WHAT IS REQUIRED: Return all lines from the entries below in which the word "DateTime" is present.

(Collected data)
☆ ☆ ☆ ☆ ☆
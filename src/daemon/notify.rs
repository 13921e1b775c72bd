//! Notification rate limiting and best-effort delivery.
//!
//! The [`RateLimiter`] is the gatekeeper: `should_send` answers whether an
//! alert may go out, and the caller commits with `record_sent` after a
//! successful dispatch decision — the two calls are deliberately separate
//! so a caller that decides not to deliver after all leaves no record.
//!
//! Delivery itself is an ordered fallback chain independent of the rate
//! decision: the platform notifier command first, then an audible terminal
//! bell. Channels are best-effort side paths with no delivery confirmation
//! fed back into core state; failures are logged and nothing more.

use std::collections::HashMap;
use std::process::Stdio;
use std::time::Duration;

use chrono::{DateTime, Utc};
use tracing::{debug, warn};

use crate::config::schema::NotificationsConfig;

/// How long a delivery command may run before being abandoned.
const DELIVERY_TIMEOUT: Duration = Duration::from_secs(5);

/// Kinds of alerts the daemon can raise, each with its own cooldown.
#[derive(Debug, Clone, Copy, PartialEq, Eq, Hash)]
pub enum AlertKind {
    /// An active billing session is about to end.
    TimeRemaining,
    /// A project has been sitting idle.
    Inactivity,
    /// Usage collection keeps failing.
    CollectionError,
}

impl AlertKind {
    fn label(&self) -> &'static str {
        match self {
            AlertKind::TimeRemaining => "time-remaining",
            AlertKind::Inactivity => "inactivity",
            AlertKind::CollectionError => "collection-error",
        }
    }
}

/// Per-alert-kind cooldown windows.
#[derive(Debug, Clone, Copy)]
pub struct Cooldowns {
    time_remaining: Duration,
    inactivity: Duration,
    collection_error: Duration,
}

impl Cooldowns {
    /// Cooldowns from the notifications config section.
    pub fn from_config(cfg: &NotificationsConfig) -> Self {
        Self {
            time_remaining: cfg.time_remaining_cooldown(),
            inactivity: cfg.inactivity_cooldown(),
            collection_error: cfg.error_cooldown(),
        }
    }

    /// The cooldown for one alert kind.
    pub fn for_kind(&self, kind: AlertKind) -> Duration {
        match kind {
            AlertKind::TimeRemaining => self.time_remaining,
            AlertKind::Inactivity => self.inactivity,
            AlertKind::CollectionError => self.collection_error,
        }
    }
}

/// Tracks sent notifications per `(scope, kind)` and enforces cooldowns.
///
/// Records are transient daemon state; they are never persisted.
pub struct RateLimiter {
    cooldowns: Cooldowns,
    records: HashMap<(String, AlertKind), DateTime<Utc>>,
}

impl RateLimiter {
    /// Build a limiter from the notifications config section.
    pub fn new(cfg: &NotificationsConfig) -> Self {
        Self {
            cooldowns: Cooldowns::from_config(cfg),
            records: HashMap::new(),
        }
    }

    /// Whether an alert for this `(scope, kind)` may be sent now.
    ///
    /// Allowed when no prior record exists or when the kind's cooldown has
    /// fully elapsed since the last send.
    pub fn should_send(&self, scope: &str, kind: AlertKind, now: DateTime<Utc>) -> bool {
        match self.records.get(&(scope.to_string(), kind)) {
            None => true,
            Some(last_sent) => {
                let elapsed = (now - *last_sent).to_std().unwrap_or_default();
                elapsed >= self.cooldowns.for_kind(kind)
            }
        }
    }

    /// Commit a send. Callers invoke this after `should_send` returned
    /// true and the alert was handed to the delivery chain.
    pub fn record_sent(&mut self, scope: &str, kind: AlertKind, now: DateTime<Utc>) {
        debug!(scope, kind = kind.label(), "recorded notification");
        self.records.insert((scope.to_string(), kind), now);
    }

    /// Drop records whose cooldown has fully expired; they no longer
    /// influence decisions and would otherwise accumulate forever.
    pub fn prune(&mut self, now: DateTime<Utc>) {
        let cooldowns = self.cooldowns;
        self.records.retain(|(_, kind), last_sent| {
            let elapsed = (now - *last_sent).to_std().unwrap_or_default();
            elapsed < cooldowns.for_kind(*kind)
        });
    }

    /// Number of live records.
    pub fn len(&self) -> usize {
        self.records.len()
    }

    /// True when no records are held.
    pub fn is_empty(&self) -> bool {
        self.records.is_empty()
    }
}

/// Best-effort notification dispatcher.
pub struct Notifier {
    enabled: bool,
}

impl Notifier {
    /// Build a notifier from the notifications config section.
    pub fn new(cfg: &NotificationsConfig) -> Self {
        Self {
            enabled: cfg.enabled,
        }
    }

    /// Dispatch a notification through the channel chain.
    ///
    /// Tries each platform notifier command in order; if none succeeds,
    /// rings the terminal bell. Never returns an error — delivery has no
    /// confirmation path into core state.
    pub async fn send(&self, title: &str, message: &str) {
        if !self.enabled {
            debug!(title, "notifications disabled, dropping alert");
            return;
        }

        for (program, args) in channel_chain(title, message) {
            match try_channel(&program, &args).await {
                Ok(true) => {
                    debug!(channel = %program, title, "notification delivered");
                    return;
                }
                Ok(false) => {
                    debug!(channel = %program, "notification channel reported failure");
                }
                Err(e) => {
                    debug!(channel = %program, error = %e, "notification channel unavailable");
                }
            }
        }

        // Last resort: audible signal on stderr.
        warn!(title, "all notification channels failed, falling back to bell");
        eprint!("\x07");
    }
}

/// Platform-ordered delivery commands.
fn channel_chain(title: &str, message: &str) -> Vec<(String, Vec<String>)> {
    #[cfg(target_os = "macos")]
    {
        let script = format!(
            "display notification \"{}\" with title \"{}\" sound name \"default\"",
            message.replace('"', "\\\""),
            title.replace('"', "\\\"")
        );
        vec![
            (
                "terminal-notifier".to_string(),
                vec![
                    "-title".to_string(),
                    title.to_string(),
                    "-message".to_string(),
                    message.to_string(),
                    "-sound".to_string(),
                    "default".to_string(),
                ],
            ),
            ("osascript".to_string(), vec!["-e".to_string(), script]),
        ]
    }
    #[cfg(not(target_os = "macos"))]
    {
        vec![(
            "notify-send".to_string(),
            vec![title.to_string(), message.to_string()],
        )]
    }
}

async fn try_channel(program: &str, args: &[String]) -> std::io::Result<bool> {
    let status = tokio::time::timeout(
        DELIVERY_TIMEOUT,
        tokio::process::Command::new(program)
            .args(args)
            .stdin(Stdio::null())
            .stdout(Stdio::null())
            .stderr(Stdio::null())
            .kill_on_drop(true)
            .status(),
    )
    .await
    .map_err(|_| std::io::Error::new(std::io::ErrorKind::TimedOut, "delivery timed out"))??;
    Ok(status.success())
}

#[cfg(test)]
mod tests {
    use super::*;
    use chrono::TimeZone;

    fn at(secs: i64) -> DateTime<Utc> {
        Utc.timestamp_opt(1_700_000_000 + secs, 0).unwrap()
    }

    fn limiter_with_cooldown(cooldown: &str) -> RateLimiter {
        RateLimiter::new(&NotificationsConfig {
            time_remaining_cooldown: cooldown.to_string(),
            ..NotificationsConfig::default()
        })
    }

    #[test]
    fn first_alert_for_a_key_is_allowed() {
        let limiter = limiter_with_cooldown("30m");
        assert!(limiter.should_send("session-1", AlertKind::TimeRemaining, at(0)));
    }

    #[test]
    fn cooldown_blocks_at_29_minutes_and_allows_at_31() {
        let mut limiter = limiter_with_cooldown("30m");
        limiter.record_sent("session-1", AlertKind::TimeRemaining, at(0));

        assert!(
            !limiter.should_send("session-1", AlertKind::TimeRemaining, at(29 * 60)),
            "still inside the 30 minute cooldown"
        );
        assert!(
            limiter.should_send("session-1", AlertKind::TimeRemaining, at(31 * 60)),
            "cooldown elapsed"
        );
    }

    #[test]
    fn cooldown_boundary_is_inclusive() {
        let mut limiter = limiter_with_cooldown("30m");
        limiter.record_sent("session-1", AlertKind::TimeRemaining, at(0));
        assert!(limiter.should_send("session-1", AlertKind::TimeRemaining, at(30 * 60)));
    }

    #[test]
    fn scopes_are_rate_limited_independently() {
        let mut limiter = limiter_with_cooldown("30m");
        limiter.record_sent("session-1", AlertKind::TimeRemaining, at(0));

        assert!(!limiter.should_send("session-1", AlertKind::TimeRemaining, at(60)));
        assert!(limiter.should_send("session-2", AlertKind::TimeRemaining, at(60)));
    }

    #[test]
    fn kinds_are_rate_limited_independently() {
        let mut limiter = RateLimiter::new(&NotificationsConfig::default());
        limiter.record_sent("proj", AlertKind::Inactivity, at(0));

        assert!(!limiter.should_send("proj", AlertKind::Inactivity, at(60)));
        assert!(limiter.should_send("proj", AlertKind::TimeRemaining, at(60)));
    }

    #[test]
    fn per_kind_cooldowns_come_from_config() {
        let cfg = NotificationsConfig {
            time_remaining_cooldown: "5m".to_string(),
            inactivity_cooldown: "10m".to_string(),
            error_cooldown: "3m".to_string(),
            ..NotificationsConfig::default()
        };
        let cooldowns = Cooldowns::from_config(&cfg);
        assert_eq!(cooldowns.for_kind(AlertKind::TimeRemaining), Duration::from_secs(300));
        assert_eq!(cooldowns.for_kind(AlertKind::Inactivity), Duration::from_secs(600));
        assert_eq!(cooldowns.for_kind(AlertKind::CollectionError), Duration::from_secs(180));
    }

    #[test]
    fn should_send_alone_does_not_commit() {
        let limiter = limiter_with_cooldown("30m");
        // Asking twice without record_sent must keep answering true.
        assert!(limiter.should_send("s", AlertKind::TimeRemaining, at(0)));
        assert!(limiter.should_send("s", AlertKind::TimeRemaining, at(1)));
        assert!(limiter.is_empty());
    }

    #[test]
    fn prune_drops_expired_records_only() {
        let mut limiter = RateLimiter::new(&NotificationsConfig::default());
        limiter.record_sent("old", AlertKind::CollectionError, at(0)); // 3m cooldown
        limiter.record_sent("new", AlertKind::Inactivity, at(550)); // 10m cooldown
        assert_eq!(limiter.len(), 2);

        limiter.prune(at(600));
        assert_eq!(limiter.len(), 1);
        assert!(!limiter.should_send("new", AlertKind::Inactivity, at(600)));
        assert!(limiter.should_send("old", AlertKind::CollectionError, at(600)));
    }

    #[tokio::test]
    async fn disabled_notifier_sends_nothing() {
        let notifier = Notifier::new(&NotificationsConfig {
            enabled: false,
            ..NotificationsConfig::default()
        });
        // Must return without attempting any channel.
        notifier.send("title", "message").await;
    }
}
☆ ☆ ☆ ☆ ☆
THE COMPLETED TASK:
use chrono::{DateTime, Utc};
    records: HashMap<(String, AlertKind), DateTime<Utc>>,
    pub fn should_send(&self, scope: &str, kind: AlertKind, now: DateTime<Utc>) -> bool {
    pub fn record_sent(&mut self, scope: &str, kind: AlertKind, now: DateTime<Utc>) {
    pub fn prune(&mut self, now: DateTime<Utc>) {
    fn at(secs: i64) -> DateTime<Utc> {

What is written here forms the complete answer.